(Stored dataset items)

-=-=-

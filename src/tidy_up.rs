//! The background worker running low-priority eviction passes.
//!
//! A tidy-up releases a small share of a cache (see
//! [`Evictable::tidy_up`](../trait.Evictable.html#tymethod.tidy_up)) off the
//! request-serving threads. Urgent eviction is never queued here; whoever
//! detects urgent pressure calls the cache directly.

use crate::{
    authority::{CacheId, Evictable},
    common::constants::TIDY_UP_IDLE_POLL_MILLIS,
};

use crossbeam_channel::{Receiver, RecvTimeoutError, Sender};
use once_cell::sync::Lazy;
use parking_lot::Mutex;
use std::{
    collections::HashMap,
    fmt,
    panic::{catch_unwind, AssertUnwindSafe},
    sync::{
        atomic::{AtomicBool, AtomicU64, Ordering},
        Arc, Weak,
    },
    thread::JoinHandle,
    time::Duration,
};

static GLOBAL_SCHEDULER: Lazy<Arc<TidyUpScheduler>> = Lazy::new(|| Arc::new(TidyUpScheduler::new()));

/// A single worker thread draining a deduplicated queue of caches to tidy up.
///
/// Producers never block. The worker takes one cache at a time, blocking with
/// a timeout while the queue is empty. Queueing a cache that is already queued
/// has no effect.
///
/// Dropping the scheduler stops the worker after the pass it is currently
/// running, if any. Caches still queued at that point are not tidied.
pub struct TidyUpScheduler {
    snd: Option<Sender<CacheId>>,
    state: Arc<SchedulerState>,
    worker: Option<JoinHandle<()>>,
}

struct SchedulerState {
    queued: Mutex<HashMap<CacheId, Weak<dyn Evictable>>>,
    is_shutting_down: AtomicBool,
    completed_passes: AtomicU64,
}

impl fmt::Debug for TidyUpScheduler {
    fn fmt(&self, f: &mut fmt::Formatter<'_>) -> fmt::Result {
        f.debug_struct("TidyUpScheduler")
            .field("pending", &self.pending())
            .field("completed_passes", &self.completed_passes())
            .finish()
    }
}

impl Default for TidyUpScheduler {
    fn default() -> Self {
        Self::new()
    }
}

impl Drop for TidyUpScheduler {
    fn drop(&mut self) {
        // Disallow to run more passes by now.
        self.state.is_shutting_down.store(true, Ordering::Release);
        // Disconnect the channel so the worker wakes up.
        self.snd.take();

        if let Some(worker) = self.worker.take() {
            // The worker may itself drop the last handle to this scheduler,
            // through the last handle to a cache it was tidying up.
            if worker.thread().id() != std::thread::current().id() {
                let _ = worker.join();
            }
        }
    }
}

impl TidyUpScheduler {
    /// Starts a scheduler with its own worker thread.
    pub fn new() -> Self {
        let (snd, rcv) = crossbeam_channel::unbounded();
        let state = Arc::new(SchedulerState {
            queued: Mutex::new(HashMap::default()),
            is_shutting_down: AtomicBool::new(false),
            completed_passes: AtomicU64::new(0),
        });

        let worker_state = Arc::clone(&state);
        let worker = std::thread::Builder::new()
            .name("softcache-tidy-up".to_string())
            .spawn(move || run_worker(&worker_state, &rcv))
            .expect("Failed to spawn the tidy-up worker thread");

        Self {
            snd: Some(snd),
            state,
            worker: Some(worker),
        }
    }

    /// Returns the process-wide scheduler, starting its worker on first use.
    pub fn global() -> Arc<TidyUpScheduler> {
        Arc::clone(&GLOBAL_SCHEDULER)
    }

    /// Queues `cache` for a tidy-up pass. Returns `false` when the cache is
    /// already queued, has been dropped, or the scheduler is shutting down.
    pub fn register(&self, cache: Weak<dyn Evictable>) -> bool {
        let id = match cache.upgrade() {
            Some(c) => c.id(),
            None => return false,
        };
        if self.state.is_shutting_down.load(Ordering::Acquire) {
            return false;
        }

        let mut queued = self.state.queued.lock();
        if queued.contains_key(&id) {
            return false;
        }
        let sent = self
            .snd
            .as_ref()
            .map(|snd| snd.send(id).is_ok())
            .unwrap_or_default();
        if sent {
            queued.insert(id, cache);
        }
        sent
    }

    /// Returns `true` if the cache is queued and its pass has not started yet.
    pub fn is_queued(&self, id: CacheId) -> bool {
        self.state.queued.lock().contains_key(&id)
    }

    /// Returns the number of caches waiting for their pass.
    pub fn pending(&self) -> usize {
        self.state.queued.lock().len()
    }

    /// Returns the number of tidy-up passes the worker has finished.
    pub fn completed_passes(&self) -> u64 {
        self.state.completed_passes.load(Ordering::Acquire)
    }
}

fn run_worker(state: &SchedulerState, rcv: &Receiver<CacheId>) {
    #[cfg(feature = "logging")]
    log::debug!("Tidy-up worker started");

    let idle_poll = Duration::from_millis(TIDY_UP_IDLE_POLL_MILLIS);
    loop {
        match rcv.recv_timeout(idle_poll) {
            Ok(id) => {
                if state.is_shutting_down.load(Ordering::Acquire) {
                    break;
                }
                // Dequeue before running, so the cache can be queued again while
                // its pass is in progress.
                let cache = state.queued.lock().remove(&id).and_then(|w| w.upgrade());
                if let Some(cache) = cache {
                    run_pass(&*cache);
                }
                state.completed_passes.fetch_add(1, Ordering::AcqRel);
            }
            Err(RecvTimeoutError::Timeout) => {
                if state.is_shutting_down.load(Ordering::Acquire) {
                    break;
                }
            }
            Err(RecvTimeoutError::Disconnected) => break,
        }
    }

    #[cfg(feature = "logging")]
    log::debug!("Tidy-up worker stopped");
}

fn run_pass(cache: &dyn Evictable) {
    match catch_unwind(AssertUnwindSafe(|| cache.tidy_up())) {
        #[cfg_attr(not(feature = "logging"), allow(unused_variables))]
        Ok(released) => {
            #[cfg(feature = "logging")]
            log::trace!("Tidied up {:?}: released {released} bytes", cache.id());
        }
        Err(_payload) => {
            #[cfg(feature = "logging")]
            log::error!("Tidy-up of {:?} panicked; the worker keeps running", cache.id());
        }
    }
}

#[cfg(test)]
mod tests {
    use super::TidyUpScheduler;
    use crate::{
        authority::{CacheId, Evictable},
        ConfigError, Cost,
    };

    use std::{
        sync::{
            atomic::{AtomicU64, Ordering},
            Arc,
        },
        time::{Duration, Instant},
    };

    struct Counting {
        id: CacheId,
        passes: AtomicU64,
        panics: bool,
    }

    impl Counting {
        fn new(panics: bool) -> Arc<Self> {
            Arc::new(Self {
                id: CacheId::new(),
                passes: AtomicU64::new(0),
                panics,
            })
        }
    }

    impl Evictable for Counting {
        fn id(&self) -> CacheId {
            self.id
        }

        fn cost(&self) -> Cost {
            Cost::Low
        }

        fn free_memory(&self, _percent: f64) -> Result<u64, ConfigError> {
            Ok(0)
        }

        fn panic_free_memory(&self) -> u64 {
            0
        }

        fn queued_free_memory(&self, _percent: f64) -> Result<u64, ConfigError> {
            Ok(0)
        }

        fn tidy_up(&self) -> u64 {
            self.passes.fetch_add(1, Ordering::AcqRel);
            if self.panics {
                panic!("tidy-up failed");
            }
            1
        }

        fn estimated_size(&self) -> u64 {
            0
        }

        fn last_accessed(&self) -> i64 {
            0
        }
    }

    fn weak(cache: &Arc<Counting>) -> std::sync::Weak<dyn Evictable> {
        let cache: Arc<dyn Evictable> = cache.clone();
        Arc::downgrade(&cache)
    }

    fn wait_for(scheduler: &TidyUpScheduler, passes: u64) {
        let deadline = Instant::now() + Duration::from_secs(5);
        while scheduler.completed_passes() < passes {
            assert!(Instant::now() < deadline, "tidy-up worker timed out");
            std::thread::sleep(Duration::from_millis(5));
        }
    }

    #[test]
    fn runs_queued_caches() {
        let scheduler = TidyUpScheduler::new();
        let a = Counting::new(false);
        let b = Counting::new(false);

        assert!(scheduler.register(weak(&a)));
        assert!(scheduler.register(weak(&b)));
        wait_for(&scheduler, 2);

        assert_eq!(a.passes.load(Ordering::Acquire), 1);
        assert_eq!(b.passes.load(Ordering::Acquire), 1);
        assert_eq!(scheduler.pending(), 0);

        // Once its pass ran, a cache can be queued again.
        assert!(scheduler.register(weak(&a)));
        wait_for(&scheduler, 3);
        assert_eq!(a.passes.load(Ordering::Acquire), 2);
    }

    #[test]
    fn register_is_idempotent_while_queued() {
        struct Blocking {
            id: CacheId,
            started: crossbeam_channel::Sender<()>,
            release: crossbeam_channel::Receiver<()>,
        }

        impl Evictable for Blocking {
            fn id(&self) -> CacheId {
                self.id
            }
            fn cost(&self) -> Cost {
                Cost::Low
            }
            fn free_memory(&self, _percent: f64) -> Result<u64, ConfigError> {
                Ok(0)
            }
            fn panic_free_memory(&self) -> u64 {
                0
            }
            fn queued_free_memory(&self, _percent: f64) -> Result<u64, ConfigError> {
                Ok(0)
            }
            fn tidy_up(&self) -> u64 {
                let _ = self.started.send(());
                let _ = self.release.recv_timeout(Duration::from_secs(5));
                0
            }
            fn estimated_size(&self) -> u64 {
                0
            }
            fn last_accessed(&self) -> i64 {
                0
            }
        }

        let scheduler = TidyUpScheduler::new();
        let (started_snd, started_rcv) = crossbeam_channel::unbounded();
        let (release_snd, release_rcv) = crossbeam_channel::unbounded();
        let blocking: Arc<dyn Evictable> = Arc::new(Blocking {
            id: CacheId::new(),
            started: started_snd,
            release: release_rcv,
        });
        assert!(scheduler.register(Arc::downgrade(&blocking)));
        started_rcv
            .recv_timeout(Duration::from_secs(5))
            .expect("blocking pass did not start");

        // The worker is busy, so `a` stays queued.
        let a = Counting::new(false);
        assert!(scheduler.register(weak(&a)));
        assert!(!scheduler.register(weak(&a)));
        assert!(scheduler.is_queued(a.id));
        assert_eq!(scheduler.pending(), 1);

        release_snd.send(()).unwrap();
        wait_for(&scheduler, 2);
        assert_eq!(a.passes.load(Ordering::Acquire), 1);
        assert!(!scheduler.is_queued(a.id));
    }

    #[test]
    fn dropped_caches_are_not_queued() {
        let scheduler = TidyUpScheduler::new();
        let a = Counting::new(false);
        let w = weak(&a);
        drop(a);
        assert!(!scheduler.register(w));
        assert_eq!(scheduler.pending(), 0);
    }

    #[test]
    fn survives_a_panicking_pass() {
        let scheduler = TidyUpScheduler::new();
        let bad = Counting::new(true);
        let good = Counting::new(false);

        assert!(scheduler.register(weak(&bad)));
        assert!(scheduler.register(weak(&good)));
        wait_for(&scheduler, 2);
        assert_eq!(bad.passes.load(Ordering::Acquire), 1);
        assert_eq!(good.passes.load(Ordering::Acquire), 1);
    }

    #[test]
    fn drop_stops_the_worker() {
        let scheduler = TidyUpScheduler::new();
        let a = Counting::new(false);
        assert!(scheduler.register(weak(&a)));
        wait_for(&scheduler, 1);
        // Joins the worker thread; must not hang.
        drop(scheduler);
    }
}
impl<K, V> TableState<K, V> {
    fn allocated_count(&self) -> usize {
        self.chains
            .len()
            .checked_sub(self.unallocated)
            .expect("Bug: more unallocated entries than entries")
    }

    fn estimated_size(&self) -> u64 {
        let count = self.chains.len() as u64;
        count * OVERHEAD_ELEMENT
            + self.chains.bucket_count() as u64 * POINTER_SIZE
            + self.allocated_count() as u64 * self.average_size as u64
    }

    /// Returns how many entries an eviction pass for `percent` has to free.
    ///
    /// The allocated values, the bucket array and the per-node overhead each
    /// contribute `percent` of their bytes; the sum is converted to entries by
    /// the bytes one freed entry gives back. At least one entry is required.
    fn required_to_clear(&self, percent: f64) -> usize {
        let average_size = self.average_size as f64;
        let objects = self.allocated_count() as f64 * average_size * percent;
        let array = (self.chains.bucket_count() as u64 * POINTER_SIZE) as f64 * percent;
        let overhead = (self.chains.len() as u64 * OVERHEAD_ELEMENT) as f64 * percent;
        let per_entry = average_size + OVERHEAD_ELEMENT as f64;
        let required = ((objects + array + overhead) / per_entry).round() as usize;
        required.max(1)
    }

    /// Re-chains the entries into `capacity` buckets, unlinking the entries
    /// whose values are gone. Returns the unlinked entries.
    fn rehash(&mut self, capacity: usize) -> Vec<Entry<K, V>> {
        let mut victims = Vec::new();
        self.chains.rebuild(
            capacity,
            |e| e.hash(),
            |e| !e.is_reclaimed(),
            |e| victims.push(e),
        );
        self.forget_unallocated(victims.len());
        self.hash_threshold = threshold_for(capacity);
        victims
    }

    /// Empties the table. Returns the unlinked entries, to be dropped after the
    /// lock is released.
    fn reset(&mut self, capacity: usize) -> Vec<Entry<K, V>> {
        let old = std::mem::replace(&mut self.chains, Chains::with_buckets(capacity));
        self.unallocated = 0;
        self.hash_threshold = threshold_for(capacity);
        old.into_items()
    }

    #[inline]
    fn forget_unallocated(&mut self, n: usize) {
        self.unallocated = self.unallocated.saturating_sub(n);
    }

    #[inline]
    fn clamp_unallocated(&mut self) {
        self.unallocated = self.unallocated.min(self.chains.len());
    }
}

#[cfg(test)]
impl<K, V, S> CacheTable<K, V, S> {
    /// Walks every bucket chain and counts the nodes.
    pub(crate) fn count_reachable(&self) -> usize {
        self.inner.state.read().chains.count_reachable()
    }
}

-=-=-

**Work required**. Each line in the data that holds the string "after" should be found and copied.

**Task output**.
/// Dropping the scheduler stops the worker after the pass it is currently
    /// Empties the table. Returns the unlinked entries, to be dropped after the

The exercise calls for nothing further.